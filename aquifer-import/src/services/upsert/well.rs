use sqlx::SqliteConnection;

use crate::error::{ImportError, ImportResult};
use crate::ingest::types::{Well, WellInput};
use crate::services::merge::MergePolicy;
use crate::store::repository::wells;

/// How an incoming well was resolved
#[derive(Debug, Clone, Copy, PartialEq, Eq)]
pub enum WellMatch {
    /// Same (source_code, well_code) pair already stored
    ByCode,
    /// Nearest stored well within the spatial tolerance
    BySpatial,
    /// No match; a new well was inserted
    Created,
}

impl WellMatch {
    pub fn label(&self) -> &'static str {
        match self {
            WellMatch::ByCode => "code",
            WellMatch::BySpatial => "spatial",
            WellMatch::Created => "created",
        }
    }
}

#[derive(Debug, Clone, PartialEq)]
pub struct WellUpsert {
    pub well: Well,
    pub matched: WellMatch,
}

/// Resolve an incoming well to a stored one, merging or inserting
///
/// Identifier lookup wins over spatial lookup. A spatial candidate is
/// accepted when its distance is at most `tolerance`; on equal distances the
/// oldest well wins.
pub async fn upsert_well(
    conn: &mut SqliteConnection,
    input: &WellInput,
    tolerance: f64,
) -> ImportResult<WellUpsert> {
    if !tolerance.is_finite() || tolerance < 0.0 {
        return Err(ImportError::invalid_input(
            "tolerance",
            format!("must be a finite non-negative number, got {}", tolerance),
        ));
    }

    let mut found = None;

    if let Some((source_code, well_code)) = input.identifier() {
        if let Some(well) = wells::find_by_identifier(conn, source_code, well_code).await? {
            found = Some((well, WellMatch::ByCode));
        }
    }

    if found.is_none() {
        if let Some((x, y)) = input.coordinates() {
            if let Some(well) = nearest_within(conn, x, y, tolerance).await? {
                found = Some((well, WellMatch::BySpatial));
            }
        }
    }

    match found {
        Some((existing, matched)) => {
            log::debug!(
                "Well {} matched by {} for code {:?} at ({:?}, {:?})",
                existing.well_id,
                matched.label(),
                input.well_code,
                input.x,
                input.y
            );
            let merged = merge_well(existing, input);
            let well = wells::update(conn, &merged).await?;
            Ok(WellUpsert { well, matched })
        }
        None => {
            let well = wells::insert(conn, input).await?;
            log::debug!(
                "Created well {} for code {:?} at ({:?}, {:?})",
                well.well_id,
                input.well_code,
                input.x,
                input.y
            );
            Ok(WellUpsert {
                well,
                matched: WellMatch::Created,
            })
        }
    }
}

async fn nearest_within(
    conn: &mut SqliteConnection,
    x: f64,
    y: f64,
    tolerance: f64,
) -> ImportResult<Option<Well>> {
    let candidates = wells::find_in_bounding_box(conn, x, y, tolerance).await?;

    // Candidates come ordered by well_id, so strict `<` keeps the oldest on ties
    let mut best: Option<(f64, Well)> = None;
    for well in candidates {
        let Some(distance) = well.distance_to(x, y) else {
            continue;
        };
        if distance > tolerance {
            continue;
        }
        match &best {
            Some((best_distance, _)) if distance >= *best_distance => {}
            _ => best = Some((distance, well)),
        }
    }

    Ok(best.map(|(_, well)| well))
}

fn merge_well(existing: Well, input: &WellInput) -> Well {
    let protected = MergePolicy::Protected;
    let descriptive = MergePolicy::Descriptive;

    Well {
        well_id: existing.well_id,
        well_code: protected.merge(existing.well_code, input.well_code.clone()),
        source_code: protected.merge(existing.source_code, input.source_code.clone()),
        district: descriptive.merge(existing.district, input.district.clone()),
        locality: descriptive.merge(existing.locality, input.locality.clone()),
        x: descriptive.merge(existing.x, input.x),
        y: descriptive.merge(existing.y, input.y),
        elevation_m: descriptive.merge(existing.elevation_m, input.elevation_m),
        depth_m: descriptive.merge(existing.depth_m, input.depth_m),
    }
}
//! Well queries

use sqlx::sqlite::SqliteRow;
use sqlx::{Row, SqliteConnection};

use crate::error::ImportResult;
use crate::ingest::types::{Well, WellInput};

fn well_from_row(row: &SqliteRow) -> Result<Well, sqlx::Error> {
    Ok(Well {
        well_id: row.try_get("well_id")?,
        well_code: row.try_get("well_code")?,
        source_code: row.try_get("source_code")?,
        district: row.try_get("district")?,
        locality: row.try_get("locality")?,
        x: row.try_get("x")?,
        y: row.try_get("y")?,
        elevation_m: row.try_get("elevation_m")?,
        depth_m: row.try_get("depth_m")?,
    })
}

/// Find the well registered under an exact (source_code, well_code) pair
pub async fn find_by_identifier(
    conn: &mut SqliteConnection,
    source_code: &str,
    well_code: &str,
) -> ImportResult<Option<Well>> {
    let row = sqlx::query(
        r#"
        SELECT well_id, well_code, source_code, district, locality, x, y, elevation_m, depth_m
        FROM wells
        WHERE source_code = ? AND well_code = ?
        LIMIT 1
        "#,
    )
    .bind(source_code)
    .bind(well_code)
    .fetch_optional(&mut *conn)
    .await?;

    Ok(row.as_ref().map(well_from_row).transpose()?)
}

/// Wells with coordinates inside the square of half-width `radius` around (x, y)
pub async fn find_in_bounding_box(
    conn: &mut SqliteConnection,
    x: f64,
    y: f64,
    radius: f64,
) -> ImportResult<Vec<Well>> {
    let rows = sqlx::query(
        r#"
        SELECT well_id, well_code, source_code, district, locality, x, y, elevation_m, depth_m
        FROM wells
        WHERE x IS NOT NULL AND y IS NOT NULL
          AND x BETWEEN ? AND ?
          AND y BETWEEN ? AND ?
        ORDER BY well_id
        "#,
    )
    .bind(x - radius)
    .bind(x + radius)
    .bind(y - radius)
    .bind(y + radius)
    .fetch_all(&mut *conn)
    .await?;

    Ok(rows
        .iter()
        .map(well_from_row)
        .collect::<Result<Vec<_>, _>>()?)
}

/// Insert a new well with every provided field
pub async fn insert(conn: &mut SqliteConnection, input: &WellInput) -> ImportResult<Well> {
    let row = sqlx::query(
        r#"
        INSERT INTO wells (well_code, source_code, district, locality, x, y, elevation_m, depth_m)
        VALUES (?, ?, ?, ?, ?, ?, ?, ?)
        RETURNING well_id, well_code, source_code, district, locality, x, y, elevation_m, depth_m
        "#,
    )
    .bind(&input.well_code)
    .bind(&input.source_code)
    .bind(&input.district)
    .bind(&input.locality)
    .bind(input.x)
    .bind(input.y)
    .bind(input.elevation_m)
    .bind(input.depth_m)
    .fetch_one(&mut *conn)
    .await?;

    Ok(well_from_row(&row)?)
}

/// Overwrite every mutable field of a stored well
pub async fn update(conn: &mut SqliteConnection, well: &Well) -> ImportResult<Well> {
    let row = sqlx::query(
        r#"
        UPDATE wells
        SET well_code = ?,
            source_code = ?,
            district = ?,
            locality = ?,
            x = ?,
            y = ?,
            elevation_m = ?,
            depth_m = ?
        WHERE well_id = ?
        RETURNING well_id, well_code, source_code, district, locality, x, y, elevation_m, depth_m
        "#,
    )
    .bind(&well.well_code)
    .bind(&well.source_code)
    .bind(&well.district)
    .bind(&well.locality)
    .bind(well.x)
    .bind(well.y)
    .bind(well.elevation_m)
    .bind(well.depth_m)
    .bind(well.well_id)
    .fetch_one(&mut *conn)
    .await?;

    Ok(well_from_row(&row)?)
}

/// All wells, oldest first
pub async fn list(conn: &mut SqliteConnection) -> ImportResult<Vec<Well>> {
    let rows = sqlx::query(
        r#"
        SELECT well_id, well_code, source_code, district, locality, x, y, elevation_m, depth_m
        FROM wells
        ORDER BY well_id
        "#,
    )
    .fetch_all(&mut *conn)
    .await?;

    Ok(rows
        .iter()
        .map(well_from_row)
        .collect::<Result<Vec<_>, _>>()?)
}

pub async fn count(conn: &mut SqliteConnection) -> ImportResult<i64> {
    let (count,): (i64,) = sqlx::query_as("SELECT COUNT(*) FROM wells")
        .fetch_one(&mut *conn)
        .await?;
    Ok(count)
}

- _Work instructions_:
Show, from the listing above, every line holding the word "WellInput".

- _Answer box_:
use crate::ingest::types::{Well, WellInput};
    input: &WellInput,
fn merge_well(existing: Well, input: &WellInput) -> Well {
use crate::ingest::types::{Well, WellInput};
pub async fn insert(conn: &mut SqliteConnection, input: &WellInput) -> ImportResult<Well> {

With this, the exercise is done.